Rickels' lectures are full of goofy double entendres and Freudian
"slips"
that give the material an endearingly soft, fuzzy edge.
He discusses Bram Stoker's Dracula as a novel about circulation
(of blood and money) and a journey, both into and away from ourselves.
Citing references as diverse as Polanski's The Fearless Vampire
Killers, Karl Marx, Catherine
Deneuve in The Hunger, Sigmund Freud, the Internet, and Andy
Warhol,
Rickels traces the vampire back to an urge to move across.
("Transylvania is
a place entirely of the 'trans.'")
Rickels illuminates contemporary culture's fascination with vampirism by
placing it in the context of AIDS, which signaled a moment where "death
was back in sex, with sex, and as big as, if not bigger than sex."

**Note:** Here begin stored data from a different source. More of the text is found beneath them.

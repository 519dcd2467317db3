// Error reporting for the Fen compiler
// Stable error kinds, source spans, and Rust-style colored rendering

use colored::Colorize;
use std::fmt;

/// Stable tags for every semantic failure class. The tag is part of the
/// compiler's contract: tests and tooling match on it.
#[derive(Debug, Clone, Copy, PartialEq, Eq)]
pub enum ErrorKind {
    SyntaxError,
    UndefinedSymbol,
    DuplicateDefinition,
    TypeMismatch,
    TypeConflict,
    ConstraintViolation,
    UnresolvedAttribute,
    AmbiguousCall,
    ArityMismatch,
    ReturnOutsideFunction,
    BreakOutsideLoop,
    ContinueOutsideLoop,
    Internal,
}

impl fmt::Display for ErrorKind {
    fn fmt(&self, f: &mut fmt::Formatter) -> fmt::Result {
        let tag = match self {
            ErrorKind::SyntaxError => "SyntaxError",
            ErrorKind::UndefinedSymbol => "UndefinedSymbol",
            ErrorKind::DuplicateDefinition => "DuplicateDefinition",
            ErrorKind::TypeMismatch => "TypeMismatch",
            ErrorKind::TypeConflict => "TypeConflict",
            ErrorKind::ConstraintViolation => "ConstraintViolation",
            ErrorKind::UnresolvedAttribute => "UnresolvedAttribute",
            ErrorKind::AmbiguousCall => "AmbiguousCall",
            ErrorKind::ArityMismatch => "ArityMismatch",
            ErrorKind::ReturnOutsideFunction => "ReturnOutsideFunction",
            ErrorKind::BreakOutsideLoop => "BreakOutsideLoop",
            ErrorKind::ContinueOutsideLoop => "ContinueOutsideLoop",
            ErrorKind::Internal => "Internal",
        };
        write!(f, "{}", tag)
    }
}

/// A single compile failure: kind, message, byte span into the offending
/// source. The pipeline stops at the first one.
#[derive(Debug, Clone, thiserror::Error)]
#[error("error[{kind}]: {message}")]
pub struct CompileError {
    pub kind: ErrorKind,
    pub message: String,
    pub span: std::ops::Range<usize>,
}

impl CompileError {
    pub fn new(kind: ErrorKind, message: impl Into<String>, span: std::ops::Range<usize>) -> Self {
        Self {
            kind,
            message: message.into(),
            span,
        }
    }
}

/// Line/column position resolved from a byte span
#[derive(Debug, Clone, PartialEq)]
pub struct Location {
    pub line: usize,
    pub column: usize,
    pub length: usize,
}

impl Location {
    pub fn from_span(source: &str, span: &std::ops::Range<usize>) -> Self {
        let start = span.start.min(source.len());
        let before = &source[..start];
        let line = before.chars().filter(|&c| c == '\n').count() + 1;
        let column = before
            .rfind('\n')
            .map_or(before.len() + 1, |pos| before.len() - pos);
        let length = span.end.saturating_sub(span.start).max(1);

        Self {
            line,
            column,
            length,
        }
    }
}

/// Render a compile error against its source in Rust style:
///
/// ```text
/// error[TypeMismatch]: expected type `Int` but got `String`
///  --> demo.fen:3:9
///   |
/// 1 | ...two lines of leading context...
/// 3 | let x = "oops";
///   |         ^^^^^^
/// 5 | ...two lines of trailing context...
/// ```
pub fn render(error: &CompileError, file: &str, source: &str) -> String {
    let loc = Location::from_span(source, &error.span);
    let mut output = String::new();

    output.push_str(&format!(
        "{}{}{} {}\n",
        "error".red().bold(),
        format!("[{}]", error.kind).red().bold(),
        ":".bold(),
        error.message.bold()
    ));
    output.push_str(&format!(
        " {} {}:{}:{}\n",
        "-->".cyan().bold(),
        file,
        loc.line,
        loc.column
    ));

    let lines: Vec<&str> = source.lines().collect();
    if loc.line == 0 || loc.line > lines.len() {
        return output;
    }

    // Two context lines either side of the offending line
    let first = loc.line.saturating_sub(2).max(1);
    let last = (loc.line + 2).min(lines.len());
    let line_num_width = last.to_string().len().max(2);

    output.push_str(&format!(" {} {}\n", " ".repeat(line_num_width), "|".cyan().bold()));
    for row in first..=last {
        let line = lines[row - 1];
        output.push_str(&format!(
            " {} {} {}\n",
            format!("{:>width$}", row, width = line_num_width).cyan().bold(),
            "|".cyan().bold(),
            line
        ));
        if row == loc.line {
            let caret_width = loc.length.min(line.len().saturating_sub(loc.column - 1)).max(1);
            output.push_str(&format!(
                " {} {} {}{}\n",
                " ".repeat(line_num_width),
                "|".cyan().bold(),
                " ".repeat(loc.column - 1),
                "^".repeat(caret_width).red().bold()
            ));
        }
    }

    output
}

/// Nearest-name suggestion for `UndefinedSymbol` diagnostics. Returns the
/// closest candidate when it is similar enough to be a plausible typo.
pub fn suggest<'a>(name: &str, candidates: impl Iterator<Item = &'a str>) -> Option<String> {
    let mut best: Option<(f64, &str)> = None;
    for candidate in candidates {
        let score = strsim::jaro_winkler(name, candidate);
        if score >= 0.85 && best.map_or(true, |(s, _)| score > s) {
            best = Some((score, candidate));
        }
    }
    best.map(|(_, candidate)| candidate.to_string())
}

#[cfg(test)]
mod tests {
    use super::*;

    #[test]
    fn test_location_from_span() {
        let source = "let a = 1;\nlet b = oops;\n";
        let offset = source.find("oops").expect("test source");
        let loc = Location::from_span(source, &(offset..offset + 4));
        assert_eq!(loc.line, 2);
        assert_eq!(loc.column, 9);
        assert_eq!(loc.length, 4);
    }

    #[test]
    fn test_render_includes_context_and_caret() {
        colored::control::set_override(false);
        let source = "let a = 1;\nlet b = 2;\nlet c = oops;\nlet d = 4;\nlet e = 5;\n";
        let offset = source.find("oops").expect("test source");
        let error = CompileError::new(
            ErrorKind::UndefinedSymbol,
            "`oops` is not defined",
            offset..offset + 4,
        );
        let out = render(&error, "demo.fen", source);
        assert!(out.contains("error[UndefinedSymbol]"));
        assert!(out.contains("demo.fen:3:9"));
        // two lines of context either side
        assert!(out.contains("let a = 1;"));
        assert!(out.contains("let e = 5;"));
        assert!(out.contains("^^^^"));
    }

    #[test]
    fn test_suggest_close_name() {
        let names = ["counter", "echo", "int_to_string"];
        assert_eq!(
            suggest("int_to_strng", names.iter().copied()),
            Some("int_to_string".to_string())
        );
        assert_eq!(suggest("zzz", names.iter().copied()), None);
    }

    #[test]
    fn test_error_display() {
        let error = CompileError::new(ErrorKind::TypeConflict, "cannot rebind T", 0..1);
        assert_eq!(error.to_string(), "error[TypeConflict]: cannot rebind T");
    }
}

He locates the vampire on the margins of psychoanalytic theories of
mourning and sees the
undead as a frequently used analogy for mourning and the difficulties we
have accepting death.
It's no wonder Rickels' class was such a hit. The material is
entertaining,
and Rickels, a practicing psychoanalyst and professor of German
literature,
is a very good communicator. But don't let the easygoing manner in which
these lectures are written fool you: The Vampire Lectures is a
feat of
scholarship. OK, sometimes Rickels is reaching, but overall this is a
very
tasty morsel with which to feed your head.